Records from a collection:
======

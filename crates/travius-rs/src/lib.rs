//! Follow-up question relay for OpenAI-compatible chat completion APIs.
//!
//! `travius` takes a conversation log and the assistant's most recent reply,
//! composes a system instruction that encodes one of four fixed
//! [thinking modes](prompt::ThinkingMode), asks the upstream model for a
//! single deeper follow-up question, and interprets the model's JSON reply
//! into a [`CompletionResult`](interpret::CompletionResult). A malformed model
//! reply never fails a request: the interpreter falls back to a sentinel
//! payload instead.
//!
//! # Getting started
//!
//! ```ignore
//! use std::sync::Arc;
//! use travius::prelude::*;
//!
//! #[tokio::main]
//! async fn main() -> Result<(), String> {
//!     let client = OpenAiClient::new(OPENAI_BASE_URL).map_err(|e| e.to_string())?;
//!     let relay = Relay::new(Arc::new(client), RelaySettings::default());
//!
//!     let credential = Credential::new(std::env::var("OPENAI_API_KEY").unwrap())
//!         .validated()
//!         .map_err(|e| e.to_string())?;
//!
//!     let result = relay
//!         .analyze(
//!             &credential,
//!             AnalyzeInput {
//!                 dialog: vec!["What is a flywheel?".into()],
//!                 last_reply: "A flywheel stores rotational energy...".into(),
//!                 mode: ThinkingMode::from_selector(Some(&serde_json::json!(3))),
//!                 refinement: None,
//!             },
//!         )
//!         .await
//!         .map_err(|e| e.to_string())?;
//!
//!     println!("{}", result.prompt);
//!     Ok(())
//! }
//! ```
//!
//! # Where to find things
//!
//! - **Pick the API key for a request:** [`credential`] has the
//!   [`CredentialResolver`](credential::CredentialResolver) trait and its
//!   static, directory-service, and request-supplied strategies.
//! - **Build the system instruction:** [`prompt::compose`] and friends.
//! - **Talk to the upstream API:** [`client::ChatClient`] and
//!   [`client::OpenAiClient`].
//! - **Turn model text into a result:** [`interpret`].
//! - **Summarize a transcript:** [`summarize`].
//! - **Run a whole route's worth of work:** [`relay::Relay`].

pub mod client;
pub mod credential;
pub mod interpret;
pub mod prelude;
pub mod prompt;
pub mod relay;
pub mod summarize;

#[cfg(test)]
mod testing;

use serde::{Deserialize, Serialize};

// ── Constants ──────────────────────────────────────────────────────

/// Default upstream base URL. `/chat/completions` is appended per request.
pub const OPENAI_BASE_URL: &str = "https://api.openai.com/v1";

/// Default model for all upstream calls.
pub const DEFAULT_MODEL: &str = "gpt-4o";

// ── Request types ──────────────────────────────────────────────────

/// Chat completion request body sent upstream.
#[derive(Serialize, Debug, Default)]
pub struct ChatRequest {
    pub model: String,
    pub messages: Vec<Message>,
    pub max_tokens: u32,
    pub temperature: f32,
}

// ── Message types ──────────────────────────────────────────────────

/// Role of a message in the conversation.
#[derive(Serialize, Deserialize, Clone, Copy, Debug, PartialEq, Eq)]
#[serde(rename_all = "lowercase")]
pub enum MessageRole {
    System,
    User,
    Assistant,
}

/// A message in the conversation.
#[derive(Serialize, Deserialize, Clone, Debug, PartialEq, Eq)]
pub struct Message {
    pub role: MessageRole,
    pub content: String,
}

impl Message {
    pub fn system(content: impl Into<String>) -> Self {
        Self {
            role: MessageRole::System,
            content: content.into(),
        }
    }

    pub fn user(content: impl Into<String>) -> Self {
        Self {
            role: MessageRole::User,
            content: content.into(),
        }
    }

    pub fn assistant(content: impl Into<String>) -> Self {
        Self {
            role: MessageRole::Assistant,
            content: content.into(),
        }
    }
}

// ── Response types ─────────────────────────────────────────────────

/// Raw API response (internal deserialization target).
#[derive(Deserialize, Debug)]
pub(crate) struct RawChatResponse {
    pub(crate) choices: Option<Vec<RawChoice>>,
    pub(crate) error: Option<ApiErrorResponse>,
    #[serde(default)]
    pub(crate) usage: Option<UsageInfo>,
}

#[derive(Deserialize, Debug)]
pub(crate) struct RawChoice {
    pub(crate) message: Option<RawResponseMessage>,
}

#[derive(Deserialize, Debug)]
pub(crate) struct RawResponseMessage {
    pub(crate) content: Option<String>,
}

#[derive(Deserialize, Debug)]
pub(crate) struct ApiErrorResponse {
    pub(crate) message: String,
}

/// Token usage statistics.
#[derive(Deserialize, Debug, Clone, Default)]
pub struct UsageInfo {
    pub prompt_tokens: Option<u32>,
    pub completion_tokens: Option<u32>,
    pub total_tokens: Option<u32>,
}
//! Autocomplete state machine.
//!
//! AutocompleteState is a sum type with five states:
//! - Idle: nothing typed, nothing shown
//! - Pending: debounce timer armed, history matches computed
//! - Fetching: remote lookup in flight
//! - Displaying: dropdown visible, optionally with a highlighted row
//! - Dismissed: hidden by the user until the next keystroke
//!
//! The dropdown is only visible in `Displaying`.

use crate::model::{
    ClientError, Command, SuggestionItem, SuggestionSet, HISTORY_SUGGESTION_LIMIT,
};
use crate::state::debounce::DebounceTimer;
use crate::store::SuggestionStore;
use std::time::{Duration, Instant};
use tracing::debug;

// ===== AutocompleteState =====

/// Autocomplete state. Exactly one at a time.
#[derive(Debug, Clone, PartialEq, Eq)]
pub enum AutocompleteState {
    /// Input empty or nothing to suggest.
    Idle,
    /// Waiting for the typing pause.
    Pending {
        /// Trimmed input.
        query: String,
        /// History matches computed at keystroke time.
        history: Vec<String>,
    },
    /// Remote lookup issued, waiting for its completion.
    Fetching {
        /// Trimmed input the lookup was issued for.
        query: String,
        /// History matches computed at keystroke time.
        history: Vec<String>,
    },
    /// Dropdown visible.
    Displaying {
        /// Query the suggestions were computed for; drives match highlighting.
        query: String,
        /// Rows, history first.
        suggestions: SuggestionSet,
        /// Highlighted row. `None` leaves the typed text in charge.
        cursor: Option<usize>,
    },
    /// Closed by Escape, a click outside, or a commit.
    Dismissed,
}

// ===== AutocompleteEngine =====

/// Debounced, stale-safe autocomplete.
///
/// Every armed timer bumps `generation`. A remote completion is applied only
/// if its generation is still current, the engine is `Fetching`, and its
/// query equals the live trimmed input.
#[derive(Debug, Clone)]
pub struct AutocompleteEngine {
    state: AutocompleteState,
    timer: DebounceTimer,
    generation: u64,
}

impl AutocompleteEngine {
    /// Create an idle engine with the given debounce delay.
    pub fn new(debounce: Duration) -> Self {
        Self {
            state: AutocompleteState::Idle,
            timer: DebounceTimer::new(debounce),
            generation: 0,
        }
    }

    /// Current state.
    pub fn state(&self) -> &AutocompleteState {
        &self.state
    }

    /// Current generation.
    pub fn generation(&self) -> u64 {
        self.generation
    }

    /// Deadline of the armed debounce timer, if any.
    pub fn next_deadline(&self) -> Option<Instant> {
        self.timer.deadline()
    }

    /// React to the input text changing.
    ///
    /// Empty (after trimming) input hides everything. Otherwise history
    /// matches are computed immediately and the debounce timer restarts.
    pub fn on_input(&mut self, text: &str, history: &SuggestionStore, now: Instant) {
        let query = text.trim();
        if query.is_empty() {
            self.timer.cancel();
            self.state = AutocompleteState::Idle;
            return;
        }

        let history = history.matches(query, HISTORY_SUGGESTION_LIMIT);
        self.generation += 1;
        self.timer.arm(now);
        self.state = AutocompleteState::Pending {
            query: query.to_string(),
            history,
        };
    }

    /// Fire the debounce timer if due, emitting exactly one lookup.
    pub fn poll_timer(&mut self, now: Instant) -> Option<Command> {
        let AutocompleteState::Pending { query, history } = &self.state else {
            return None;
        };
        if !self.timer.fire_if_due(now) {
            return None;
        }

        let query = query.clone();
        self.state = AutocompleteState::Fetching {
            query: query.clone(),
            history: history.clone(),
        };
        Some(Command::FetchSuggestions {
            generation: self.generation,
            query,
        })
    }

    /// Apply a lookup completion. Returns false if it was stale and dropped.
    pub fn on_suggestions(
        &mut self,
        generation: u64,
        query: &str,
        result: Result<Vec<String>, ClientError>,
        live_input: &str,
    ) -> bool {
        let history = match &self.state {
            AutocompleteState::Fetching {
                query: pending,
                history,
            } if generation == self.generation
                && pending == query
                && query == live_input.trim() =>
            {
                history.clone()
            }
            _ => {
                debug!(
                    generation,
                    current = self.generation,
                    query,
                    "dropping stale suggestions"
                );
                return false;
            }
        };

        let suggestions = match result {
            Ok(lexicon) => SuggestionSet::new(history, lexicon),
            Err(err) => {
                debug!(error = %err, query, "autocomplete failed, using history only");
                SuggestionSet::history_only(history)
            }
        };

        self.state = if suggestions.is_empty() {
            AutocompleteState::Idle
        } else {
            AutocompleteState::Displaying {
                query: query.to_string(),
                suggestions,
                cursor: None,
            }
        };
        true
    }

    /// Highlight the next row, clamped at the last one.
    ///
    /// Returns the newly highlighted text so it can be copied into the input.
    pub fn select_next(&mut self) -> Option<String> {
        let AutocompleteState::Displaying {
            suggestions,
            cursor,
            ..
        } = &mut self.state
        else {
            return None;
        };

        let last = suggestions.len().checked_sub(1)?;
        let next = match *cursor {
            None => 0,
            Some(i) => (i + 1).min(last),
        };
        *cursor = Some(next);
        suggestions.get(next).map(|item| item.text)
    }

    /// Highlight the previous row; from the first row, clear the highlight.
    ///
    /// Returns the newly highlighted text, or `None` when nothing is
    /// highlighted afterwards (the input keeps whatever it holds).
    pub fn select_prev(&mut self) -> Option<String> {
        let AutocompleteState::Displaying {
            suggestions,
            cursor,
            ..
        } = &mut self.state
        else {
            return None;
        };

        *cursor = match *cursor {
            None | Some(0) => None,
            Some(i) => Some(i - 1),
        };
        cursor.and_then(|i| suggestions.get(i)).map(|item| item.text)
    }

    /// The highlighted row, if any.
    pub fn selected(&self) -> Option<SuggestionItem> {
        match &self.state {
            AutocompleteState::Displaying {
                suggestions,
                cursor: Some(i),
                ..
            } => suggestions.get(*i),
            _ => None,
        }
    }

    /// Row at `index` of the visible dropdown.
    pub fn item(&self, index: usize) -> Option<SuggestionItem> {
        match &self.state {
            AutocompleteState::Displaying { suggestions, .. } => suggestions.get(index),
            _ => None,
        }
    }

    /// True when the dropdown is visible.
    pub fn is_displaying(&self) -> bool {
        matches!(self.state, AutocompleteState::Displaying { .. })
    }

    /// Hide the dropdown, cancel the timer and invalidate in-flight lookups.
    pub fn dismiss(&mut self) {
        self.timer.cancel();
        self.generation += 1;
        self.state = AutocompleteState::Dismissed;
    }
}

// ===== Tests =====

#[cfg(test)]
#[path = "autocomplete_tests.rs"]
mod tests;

======

Task description: Scan the data above for the string "else". Copy every line in which it appears.

Exercise solution:
        let AutocompleteState::Pending { query, history } = &self.state else {
        } else {
        else {
        else {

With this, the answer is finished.